EDIT: Sorry, the last part of my post didn't appear: The charge density of the electrons seen by the moving test charge is lower than that seen in the lab frame, so the Coulomb repulsion is smaller. This reduction arises, in the lab frame, from a magnetic attractive force.

 

[collinsmark]

Hello LucasGB,

Let's not stop there, but instead let's make it even simpler!

Let's just have two point charges total. Suppose the point charges are held in place, one slightly above the other, and the charges (and whatever is holding them together) are put on a train.

According to an observer on the ground, the charges not only have electric force on each other, but they also have a magnetic force when the train moves. The electric force can be described easily enough,

F_E = \frac{1}{4 \pi \epsilon _0} \frac{q_1 q_2}{r^2}

The direction of this electric force is away from the other charge (this force repels the charges).

Since the train is moving, the observer on the ground sees a magnetic force too acting on the two charges. The magnetic field created by the first charge is:

\vec B = \frac{\mu _0}{4 \pi}\frac{q_1(\vec v \times \hat r)}{r^2}

and the magnetic force on the other charge (by it moving through the field) is,

\vec F_M = q_2(\vec v \times \vec B)

Combining the above equations, and simplifying the direction a bit, we get

F_M = \frac{\mu_0}{4 \pi}\frac{q_1 q_2 v^2}{r^2}

and the direction of this magnetic force is toward the other charge (this force attracts the charges).

So the electric force tends to push the charges apart. The magnetic force tends to pull them together, but to a lesser extent. And the magnetic force increases with the velocity of the train.

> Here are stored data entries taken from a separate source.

//! Run configuration
//!
//! A single TOML file describes the target domain, where every source dataset
//! lives, and the handful of constants the derivations need. Sections mirror
//! the source datasets:
//!
//! ```toml
//! [parameter_specs]
//! domain_file = "/data/domain.wr50a.nc"
//! grid = "wr50a"
//! output_dir = "/data/params"
//!
//! [soil]
//! netcdf_dir = "/data/soilgrids/netcdf"
//!
//! [worldclim]
//! netcdf_dir = "/data/worldclim/netcdf"
//!
//! [hydroclimate]
//! dir = "/data/hydroclimate"
//! koppen_filename = "koppen_geiger.nc"
//! brown_filename = "permafrost_extent.nc"
//!
//! [vegetation]
//! dir = "/data/clm"
//! filename = "mksrf_lai.nc"
//! pft_filename = "mksrf_pft.nc"
//!
//! [gtopo]
//! dir = "/data/gtopo"
//! filename = "gtopo30.nc"
//!
//! [baseflow]
//! soil_file = "/data/vic/soil_param.txt"
//! ```

use crate::errors::{Result, VicParamsError};
use serde::Deserialize;
use std::fs;
use std::path::{Path, PathBuf};

/// Which implementation performs the crop/range/fill/remap chain
#[derive(Debug, Clone, Copy, PartialEq, Eq, Default, Deserialize, clap::ValueEnum)]
#[serde(rename_all = "lowercase")]
pub enum RegridBackend {
    /// In-process nearest-neighbour remapping
    #[default]
    Native,
    /// External `cdo` binary
    Cdo,
}

/// Complete run configuration
#[derive(Debug, Clone, Deserialize)]
pub struct Config {
    pub parameter_specs: ParameterSpecs,
    #[serde(default)]
    pub soil: SoilConfig,
    pub worldclim: WorldClimConfig,
    pub hydroclimate: HydroclimateConfig,
    pub vegetation: VegetationConfig,
    pub gtopo: GtopoConfig,
    #[serde(default)]
    pub other: OtherConfig,
    pub baseflow: BaseflowConfig,
    #[serde(default)]
    pub constants: ConstantsConfig,
}

#[derive(Debug, Clone, Deserialize)]
pub struct ParameterSpecs {
    /// Domain file defining the target grid and land mask
    pub domain_file: PathBuf,
    /// Short grid name, used in every output file name
    pub grid: String,
    /// Directory receiving regridded inputs, masks and the parameter file
    pub output_dir: PathBuf,
    /// Explicit parameter file path, defaults to `vic_params_<grid>.nc`
    pub output_file: Option<PathBuf>,
    #[serde(default)]
    pub regridder: RegridBackend,
    #[serde(default = "default_cdo_binary")]
    pub cdo_binary: String,
}

impl ParameterSpecs {
    /// Path of the final parameter file
    pub fn output_path(&self) -> PathBuf {
        match &self.output_file {
            Some(path) => path.clone(),
            None => self.output_dir.join(format!("vic_params_{}.nc", self.grid)),
        }
    }
}

#[derive(Debug, Clone, Deserialize)]
#[serde(default)]
pub struct SoilConfig {
    /// Directory holding `<var>_sl<n>.nc` SoilGrids NetCDFs
    pub netcdf_dir: PathBuf,
    /// Directory holding the SoilGrids 1 km GeoTIFFs
    pub geotiff_dir: Option<PathBuf>,
    /// Emit `organic`, `bulk_density_comb` and `soil_density_org`
    pub organic_fract: bool,
    /// Total soil column depth in metres when bedrock depth is not used
    pub total_depth: f64,
    /// Derive total depth from SoilGrids depth to bedrock (BDTICM, cm)
    pub use_bedrock_depth: bool,
    pub min_total_depth: f64,
    pub max_total_depth: f64,
}

impl Default for SoilConfig {
    fn default() -> Self {
        Self {
            netcdf_dir: PathBuf::from("."),
            geotiff_dir: None,
            organic_fract: false,
            total_depth: 2.0,
            use_bedrock_depth: false,
            min_total_depth: 0.7,
            max_total_depth: 3.0,
        }
    }
}

#[derive(Debug, Clone, Deserialize)]
pub struct WorldClimConfig {
    /// Directory holding `tavg_<MM>.nc` and `prec_<MM>.nc`
    pub netcdf_dir: PathBuf,
    /// Directory holding the original `wc2.0_10m_<var>` GeoTIFF folders
    pub geotiff_dir: Option<PathBuf>,
}

#[derive(Debug, Clone, Deserialize)]
pub struct HydroclimateConfig {
    pub dir: PathBuf,
    pub koppen_filename: String,
    #[serde(default = "default_band")]
    pub koppen_variable: String,
    pub brown_filename: String,
    #[serde(default = "default_permafrost_variable")]
    pub permafrost_variable: String,
}

#[derive(Debug, Clone, Deserialize)]
pub struct VegetationConfig {
    pub dir: PathBuf,
    /// CLM surface file with monthly LAI and canopy top height
    pub filename: String,
    #[serde(default = "default_lai_variable")]
    pub lai_variable: String,
    #[serde(default = "default_height_variable")]
    pub height_variable: String,
    /// CLM surface file with PFT cover percentages
    pub pft_filename: String,
    #[serde(default = "default_pft_variable")]
    pub pft_variable: String,
    #[serde(default)]
    pub max_snow_albedo: bool,
}

#[derive(Debug, Clone, Deserialize)]
pub struct GtopoConfig {
    pub dir: PathBuf,
    pub filename: String,
    #[serde(default = "default_band")]
    pub variable: String,
}

#[derive(Debug, Clone, Default, Deserialize)]
pub struct OtherConfig {
    /// Existing parameter file to take `off_gmt` from; computed from longitude otherwise
    pub off_gmt_file: Option<PathBuf>,
}

#[derive(Debug, Clone, Deserialize)]
pub struct BaseflowConfig {
    /// VIC ASCII soil parameter file with reference baseflow values
    pub soil_file: PathBuf,
    #[serde(default)]
    pub fallback: BaseflowValues,
}

/// Baseflow and infiltration values for one cell
#[derive(Debug, Clone, Copy, PartialEq, Deserialize)]
#[serde(default)]
pub struct BaseflowValues {
    pub infilt: f64,
    pub ds: f64,
    pub dsmax: f64,
    pub ws: f64,
    pub c: f64,
}

impl Default for BaseflowValues {
    fn default() -> Self {
        Self {
            infilt: 0.2,
            ds: 0.001,
            dsmax: 10.0,
            ws: 0.9,
            c: 2.0,
        }
    }
}

/// Spatially uniform parameters
#[derive(Debug, Clone, Deserialize)]
#[serde(default)]
pub struct ConstantsConfig {
    /// Bare soil surface roughness (m)
    pub rough: f64,
    /// Snow surface roughness (m)
    pub snow_rough: f64,
    /// Soil thermal damping depth (m)
    pub dp: f64,
    pub fs_active: i32,
    /// Mineral particle density (kg/m3)
    pub soil_density: f64,
    /// Organic particle density (kg/m3)
    pub soil_density_org: f64,
    pub phi_s: f64,
}

impl Default for ConstantsConfig {
    fn default() -> Self {
        Self {
            rough: 0.001,
            snow_rough: 0.0005,
            dp: 4.0,
            fs_active: 0,
            soil_density: 2685.0,
            soil_density_org: 1300.0,
            phi_s: -999.0,
        }
    }
}

fn default_cdo_binary() -> String {
    "cdo".to_string()
}

fn default_band() -> String {
    "Band1".to_string()
}

fn default_permafrost_variable() -> String {
    "NCSCDv2".to_string()
}

fn default_lai_variable() -> String {
    "MONTHLY_LAI".to_string()
}

fn default_height_variable() -> String {
    "MONTHLY_HEIGHT_TOP".to_string()
}

fn default_pft_variable() -> String {
    "PCT_PFT".to_string()
}

impl Config {
    /// Read, parse and validate a configuration file
    pub fn from_file(path: &Path) -> Result<Self> {
        let text = fs::read_to_string(path)?;
        Self::from_toml_str(&text)
    }

    /// Parse and validate configuration text
    pub fn from_toml_str(text: &str) -> Result<Self> {
        let config: Config = toml::from_str(text)?;
        config.validate()?;
        Ok(config)
    }

    /// Reject values the derivations cannot work with
    pub fn validate(&self) -> Result<()> {
        let invalid = |message: String| Err(VicParamsError::InvalidConfig { message });

        if self.parameter_specs.grid.trim().is_empty() {
            return invalid("parameter_specs.grid must not be empty".to_string());
        }

        let soil = &self.soil;
        // the third model layer needs at least 0.1 m above it
        if soil.min_total_depth < 0.6 {
            return invalid(format!(
                "soil.min_total_depth must be at least 0.6 m, got {}",
                soil.min_total_depth
            ));
        }
        if soil.min_total_depth > soil.max_total_depth {
            return invalid(format!(
                "soil.min_total_depth ({}) exceeds soil.max_total_depth ({})",
                soil.min_total_depth, soil.max_total_depth
            ));
        }
        // also the fallback for cells without a bedrock depth
        if !(soil.min_total_depth..=soil.max_total_depth).contains(&soil.total_depth) {
            return invalid(format!(
                "soil.total_depth {} lies outside [{}, {}]",
                soil.total_depth, soil.min_total_depth, soil.max_total_depth
            ));
        }

        let constants = &self.constants;
        if constants.soil_density <= 0.0 || constants.soil_density_org <= 0.0 {
            return invalid("particle densities must be positive".to_string());
        }
        if !(0..=1).contains(&constants.fs_active) {
            return invalid(format!(
                "constants.fs_active must be 0 or 1, got {}",
                constants.fs_active
            ));
        }

        Ok(())
    }
}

So as the train moves faster, the net repulsive forces on the charges become less, at least as observed by someone at the station (standing on the ground). That means if they were released, they would accelerate away from each other at a slower rate, depending on how fast the train is moving (as measured in the frame of reference at the station).

So how fast would the train have to be moving for the magnetic force to catch up with the electric force, such that the forces were completely equal? Let's find out. We set F_E and F_M equal to each other and solve for v.

\frac{1}{4 \pi \epsilon _0} \frac{q_1 q_2}{r^2} = \frac{\mu_0}{4 \pi}\frac{q_1 q_2 v^2}{r^2}

Solving for v, we get,

v = \frac{1}{\sqrt{\epsilon _0 \mu_0}}

So if the velocity of the train approaches 1/ \sqrt{\epsilon _0 \mu_0} the magnetic force [almost] equals the electric force, and the charges don't accelerate away from one another [significantly].

It's no coincidence that this velocity, 1/ \sqrt{\epsilon _0 \mu_0}, is c, the speed of light in a vacuum.

So what's really going on here? From the point of view of an observer in the station, time is moving very slowly in the moving train, and in this example, the increased magnetic force goes along with the mathematical description.

This treatment of charges might be a good first step to apply to your beam of electrons in a vacuum.

 

[Meir Achuz]

It's more complicated than that. The E and B fields have v^2 corrections that have to be included. The correction to E is the same magnitde as the v^2 B effect.
The unambiguous answer is given by finding E, B and F in the rest frame, and then Lorentz transforming everything. You will get F'=q_2(E'+vXB').

 

[LucasGB]

Thank you all for your very interesting replies. I believe the questions is answered.